Work to be completed -
State how many lines in the following entries hold the word "priority". The reply is that number only.

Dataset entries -
________________________

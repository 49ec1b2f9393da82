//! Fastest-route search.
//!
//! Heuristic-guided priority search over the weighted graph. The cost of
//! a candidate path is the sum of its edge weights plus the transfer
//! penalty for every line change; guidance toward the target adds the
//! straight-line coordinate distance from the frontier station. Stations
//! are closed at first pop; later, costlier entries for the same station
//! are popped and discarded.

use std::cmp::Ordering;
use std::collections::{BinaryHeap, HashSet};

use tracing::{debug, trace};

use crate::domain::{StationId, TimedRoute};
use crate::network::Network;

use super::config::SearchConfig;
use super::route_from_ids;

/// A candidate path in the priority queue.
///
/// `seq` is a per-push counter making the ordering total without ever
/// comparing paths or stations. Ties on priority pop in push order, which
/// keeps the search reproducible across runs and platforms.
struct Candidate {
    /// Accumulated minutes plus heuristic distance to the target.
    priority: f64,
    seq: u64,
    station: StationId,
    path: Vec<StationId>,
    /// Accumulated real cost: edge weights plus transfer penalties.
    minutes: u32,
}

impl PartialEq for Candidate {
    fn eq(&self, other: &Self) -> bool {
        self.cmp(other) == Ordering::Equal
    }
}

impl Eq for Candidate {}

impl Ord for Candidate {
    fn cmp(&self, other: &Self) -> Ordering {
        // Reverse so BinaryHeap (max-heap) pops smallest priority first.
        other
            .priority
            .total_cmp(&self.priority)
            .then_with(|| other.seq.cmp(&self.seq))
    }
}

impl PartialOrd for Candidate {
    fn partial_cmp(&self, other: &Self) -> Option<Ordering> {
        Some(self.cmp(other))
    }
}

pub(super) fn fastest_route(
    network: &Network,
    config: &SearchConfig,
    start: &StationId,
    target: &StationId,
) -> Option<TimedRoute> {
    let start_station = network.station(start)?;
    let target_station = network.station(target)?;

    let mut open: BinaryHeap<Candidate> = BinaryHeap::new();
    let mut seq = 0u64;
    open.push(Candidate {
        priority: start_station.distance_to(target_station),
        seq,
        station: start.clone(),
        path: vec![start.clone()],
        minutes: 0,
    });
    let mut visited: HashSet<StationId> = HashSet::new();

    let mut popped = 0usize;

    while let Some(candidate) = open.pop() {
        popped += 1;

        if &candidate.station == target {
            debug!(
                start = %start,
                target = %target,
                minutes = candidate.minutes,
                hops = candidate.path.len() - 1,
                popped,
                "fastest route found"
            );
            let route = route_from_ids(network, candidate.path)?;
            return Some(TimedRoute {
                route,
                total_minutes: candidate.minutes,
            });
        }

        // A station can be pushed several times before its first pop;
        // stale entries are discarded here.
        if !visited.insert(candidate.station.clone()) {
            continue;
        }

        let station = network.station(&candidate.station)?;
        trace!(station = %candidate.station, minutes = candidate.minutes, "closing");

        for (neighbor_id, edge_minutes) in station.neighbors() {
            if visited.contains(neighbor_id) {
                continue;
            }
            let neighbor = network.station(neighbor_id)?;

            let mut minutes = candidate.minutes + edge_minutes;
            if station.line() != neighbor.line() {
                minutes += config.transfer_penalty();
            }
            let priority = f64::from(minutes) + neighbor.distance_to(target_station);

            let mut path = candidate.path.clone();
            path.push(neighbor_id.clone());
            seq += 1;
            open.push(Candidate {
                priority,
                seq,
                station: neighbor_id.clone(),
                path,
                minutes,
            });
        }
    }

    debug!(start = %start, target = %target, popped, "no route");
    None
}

________________________

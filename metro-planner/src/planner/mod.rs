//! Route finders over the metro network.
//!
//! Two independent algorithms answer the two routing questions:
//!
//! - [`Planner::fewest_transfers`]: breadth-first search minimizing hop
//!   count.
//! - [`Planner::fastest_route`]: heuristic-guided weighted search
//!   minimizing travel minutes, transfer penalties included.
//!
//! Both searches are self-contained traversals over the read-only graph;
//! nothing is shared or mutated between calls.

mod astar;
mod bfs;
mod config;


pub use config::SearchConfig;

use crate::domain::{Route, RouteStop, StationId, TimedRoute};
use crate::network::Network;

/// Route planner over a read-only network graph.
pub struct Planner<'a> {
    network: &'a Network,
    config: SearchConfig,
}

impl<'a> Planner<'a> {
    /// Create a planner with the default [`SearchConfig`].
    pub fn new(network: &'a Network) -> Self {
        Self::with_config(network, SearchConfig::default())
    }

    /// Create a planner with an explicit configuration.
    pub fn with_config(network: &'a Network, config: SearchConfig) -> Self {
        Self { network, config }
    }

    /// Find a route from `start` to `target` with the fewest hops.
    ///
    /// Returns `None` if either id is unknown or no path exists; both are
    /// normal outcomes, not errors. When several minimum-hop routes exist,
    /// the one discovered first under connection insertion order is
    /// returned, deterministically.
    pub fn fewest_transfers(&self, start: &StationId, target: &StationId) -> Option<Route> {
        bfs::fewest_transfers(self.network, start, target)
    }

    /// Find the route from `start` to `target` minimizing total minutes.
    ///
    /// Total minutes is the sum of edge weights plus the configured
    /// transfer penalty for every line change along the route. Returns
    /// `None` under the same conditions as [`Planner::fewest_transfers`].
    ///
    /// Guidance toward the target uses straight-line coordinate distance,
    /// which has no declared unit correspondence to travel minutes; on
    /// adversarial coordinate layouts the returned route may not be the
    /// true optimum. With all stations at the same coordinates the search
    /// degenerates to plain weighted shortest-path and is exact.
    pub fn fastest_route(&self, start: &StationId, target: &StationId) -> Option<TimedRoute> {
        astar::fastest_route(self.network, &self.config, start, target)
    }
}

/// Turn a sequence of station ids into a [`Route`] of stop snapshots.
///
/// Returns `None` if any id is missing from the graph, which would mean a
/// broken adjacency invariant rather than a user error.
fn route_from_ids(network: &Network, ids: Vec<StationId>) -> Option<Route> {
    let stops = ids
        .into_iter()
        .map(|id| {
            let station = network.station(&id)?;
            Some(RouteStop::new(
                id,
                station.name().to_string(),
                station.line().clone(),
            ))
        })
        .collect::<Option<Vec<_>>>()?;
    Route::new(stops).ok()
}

________________________

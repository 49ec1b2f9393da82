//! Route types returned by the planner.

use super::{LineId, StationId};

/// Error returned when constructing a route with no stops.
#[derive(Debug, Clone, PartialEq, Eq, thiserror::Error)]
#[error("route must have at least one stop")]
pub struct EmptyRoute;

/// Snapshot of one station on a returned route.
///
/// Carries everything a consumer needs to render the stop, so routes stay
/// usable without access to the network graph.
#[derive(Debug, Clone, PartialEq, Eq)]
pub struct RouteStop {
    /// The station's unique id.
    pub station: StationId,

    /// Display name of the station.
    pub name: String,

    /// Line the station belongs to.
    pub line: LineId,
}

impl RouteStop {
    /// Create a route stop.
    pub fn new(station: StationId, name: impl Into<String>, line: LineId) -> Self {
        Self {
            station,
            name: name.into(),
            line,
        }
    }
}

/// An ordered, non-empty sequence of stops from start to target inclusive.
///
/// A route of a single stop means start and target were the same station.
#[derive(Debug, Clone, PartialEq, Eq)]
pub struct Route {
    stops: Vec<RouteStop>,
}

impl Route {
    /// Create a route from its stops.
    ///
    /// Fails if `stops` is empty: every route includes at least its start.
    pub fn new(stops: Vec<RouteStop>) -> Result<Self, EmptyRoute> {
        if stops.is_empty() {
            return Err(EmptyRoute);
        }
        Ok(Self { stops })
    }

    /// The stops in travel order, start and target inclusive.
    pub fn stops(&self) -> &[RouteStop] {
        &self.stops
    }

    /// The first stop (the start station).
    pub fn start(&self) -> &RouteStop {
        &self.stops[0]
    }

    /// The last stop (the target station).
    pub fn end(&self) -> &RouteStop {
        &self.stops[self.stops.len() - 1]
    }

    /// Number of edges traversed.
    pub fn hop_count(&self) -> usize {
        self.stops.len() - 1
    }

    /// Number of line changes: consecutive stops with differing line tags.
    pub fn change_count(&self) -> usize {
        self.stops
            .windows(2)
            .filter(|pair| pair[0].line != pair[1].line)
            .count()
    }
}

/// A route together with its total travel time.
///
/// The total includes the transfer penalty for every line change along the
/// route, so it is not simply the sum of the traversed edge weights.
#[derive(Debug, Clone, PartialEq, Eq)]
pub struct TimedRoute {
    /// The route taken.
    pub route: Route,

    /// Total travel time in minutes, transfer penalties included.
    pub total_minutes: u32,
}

________________________

Response to the exercise -
10